====== The input

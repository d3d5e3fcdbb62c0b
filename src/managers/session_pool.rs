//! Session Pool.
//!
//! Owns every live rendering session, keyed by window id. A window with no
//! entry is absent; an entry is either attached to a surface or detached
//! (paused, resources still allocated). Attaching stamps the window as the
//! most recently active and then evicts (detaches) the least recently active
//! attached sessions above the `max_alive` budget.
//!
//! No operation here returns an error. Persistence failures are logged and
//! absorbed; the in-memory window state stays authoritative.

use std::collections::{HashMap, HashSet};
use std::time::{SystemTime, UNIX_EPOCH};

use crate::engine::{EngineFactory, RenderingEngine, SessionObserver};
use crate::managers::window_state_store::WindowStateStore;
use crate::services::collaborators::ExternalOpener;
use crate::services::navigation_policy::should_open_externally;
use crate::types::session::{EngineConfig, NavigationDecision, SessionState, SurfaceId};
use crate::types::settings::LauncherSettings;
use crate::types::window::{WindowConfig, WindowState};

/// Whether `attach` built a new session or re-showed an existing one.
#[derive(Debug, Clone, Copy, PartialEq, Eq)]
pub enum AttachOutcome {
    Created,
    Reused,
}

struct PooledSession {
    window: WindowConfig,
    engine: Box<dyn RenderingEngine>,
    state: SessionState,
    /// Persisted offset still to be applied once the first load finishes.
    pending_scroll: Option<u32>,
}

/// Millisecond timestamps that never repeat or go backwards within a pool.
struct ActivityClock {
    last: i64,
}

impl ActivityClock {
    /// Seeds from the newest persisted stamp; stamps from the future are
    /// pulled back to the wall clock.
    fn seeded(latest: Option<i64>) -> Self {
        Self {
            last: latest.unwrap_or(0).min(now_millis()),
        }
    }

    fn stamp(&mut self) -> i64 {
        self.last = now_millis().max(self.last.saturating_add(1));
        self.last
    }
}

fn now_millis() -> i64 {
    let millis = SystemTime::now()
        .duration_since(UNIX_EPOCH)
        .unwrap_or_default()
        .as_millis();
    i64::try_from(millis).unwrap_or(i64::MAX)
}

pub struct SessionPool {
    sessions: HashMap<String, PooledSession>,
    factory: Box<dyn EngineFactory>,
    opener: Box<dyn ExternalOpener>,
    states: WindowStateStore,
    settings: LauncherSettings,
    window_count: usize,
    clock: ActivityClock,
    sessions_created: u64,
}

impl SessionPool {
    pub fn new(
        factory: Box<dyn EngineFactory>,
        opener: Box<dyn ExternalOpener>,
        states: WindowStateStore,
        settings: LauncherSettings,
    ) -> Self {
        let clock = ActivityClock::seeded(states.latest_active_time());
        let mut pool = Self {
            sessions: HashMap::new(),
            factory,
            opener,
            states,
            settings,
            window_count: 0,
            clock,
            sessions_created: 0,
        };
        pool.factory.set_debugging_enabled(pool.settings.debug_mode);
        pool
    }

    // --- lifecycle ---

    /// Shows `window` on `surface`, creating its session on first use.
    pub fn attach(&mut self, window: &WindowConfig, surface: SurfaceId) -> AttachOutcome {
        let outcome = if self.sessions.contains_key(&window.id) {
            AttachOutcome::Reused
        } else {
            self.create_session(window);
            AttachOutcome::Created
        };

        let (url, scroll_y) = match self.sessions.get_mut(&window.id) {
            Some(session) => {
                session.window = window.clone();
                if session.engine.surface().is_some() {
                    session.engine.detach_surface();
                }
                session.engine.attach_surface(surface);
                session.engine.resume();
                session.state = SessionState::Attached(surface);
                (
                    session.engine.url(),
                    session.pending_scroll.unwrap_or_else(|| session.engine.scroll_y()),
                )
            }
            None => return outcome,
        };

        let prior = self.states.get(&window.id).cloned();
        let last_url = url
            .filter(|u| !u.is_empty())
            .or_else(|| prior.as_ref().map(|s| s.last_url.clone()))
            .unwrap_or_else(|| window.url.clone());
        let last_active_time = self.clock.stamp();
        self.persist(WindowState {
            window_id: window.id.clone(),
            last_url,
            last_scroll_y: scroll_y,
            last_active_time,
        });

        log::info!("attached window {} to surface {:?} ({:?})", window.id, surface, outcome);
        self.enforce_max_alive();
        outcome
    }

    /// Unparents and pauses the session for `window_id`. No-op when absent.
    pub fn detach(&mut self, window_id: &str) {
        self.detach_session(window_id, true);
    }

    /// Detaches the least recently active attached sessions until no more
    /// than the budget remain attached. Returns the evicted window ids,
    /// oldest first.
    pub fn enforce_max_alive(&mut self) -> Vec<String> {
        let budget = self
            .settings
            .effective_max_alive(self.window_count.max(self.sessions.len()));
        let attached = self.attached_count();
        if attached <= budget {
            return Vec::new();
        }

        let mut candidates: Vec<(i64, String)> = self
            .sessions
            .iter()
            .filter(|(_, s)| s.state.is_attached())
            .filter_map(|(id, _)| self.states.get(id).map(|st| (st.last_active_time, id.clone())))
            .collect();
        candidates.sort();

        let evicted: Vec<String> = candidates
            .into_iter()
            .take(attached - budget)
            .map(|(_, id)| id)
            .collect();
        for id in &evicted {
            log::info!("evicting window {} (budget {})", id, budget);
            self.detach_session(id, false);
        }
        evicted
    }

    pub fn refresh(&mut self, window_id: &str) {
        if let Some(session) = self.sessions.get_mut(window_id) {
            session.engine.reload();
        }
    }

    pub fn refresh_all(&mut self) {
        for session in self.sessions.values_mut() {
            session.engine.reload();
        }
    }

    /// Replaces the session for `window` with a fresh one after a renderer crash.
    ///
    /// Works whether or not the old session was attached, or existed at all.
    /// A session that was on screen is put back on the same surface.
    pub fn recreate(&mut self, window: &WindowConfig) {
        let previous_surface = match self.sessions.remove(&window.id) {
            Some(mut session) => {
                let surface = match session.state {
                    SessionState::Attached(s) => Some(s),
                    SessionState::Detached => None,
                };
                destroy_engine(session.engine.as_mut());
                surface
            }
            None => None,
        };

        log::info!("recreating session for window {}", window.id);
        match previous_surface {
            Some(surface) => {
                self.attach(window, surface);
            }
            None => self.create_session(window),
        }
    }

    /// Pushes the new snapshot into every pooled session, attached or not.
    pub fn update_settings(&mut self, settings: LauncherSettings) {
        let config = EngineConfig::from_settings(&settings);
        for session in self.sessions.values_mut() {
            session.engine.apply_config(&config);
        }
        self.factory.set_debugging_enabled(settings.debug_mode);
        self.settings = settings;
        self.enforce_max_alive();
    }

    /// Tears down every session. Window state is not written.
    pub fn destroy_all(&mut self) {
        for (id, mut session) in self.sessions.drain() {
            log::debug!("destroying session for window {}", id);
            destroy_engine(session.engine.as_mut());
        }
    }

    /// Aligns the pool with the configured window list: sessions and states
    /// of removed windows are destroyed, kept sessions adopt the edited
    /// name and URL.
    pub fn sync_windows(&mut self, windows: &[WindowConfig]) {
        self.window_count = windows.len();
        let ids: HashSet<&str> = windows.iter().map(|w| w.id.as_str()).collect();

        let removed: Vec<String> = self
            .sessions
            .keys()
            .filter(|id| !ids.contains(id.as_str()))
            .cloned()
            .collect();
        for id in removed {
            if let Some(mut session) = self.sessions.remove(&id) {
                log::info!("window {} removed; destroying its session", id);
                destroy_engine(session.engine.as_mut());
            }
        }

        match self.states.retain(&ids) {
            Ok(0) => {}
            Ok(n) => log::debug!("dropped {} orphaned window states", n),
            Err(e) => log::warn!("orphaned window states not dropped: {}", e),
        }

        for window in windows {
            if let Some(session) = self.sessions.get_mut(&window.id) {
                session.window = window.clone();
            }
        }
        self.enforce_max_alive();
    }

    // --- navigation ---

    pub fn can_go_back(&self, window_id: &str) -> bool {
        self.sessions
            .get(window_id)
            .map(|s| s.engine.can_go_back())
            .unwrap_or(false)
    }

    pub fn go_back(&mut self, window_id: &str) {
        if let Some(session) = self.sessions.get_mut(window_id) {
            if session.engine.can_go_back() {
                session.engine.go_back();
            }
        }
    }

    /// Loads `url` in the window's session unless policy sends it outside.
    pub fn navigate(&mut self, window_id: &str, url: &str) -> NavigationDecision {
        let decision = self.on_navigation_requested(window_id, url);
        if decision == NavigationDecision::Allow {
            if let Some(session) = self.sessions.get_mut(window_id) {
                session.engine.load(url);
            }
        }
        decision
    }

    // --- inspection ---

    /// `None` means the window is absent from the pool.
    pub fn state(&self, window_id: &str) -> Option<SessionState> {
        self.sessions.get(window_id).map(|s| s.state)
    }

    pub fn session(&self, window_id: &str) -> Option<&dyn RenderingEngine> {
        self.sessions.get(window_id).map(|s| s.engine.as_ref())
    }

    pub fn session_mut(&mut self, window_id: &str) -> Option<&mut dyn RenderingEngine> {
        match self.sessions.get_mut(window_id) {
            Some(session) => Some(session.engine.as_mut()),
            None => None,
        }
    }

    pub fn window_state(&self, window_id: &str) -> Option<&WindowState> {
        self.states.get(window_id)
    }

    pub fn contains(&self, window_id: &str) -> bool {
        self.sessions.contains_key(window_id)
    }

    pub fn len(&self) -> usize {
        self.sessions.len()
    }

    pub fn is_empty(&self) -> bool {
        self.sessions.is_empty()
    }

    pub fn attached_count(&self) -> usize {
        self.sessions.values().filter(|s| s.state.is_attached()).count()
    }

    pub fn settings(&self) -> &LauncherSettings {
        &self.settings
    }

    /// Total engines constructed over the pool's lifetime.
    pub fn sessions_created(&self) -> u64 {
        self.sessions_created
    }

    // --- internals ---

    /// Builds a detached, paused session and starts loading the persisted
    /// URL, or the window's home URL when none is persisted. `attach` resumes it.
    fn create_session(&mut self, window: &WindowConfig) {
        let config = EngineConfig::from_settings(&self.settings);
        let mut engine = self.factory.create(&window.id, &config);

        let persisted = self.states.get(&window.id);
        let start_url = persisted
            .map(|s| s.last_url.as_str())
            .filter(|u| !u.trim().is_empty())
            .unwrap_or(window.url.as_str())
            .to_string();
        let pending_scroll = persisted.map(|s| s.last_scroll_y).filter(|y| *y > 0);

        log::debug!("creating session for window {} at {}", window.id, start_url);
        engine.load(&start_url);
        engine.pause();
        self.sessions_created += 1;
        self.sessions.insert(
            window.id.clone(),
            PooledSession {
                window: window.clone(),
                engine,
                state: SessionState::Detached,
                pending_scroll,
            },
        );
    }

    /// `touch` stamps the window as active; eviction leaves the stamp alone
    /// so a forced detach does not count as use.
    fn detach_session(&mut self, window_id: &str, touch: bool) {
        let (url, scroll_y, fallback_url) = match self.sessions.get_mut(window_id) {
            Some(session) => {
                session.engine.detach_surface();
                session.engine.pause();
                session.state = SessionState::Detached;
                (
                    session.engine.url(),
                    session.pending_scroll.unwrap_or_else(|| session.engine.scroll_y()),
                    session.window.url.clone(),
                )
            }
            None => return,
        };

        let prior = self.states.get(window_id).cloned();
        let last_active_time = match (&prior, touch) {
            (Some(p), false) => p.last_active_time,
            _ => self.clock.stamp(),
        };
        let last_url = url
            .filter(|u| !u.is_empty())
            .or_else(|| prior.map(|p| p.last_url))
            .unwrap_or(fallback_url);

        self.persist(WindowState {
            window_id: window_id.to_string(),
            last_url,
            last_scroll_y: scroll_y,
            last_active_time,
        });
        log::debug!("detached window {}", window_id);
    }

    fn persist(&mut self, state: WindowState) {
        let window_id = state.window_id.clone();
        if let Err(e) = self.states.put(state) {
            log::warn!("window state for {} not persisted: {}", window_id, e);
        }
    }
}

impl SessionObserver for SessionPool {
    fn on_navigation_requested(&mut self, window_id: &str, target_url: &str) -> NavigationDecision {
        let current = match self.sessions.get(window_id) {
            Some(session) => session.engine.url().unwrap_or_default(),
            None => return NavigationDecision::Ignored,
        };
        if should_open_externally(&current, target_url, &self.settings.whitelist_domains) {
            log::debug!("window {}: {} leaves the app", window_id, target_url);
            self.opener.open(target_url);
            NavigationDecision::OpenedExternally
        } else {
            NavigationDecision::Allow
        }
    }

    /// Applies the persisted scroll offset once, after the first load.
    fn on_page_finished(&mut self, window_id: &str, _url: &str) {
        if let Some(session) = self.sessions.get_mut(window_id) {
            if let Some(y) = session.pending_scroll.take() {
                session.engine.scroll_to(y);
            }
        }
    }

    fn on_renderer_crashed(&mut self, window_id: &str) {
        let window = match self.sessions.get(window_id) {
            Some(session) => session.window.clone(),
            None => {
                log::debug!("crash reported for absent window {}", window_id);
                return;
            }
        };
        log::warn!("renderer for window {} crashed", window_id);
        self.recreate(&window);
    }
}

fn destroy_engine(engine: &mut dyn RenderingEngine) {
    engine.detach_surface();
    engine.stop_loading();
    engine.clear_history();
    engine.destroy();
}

============

Problem to solve
If a line falls between the first line of the entries and the line containing "(detaches) the least recently active", or is one of those two, restate it word for word; leave all other lines out.

Response to this exercise
repository d3d5e3fcdbb62c0b
filename src/managers/session_pool.rs
//! Session Pool.
//!
//! Owns every live rendering session, keyed by window id. A window with no
//! entry is absent; an entry is either attached to a surface or detached
//! (paused, resources still allocated). Attaching stamps the window as the
//! most recently active and then evicts (detaches) the least recently active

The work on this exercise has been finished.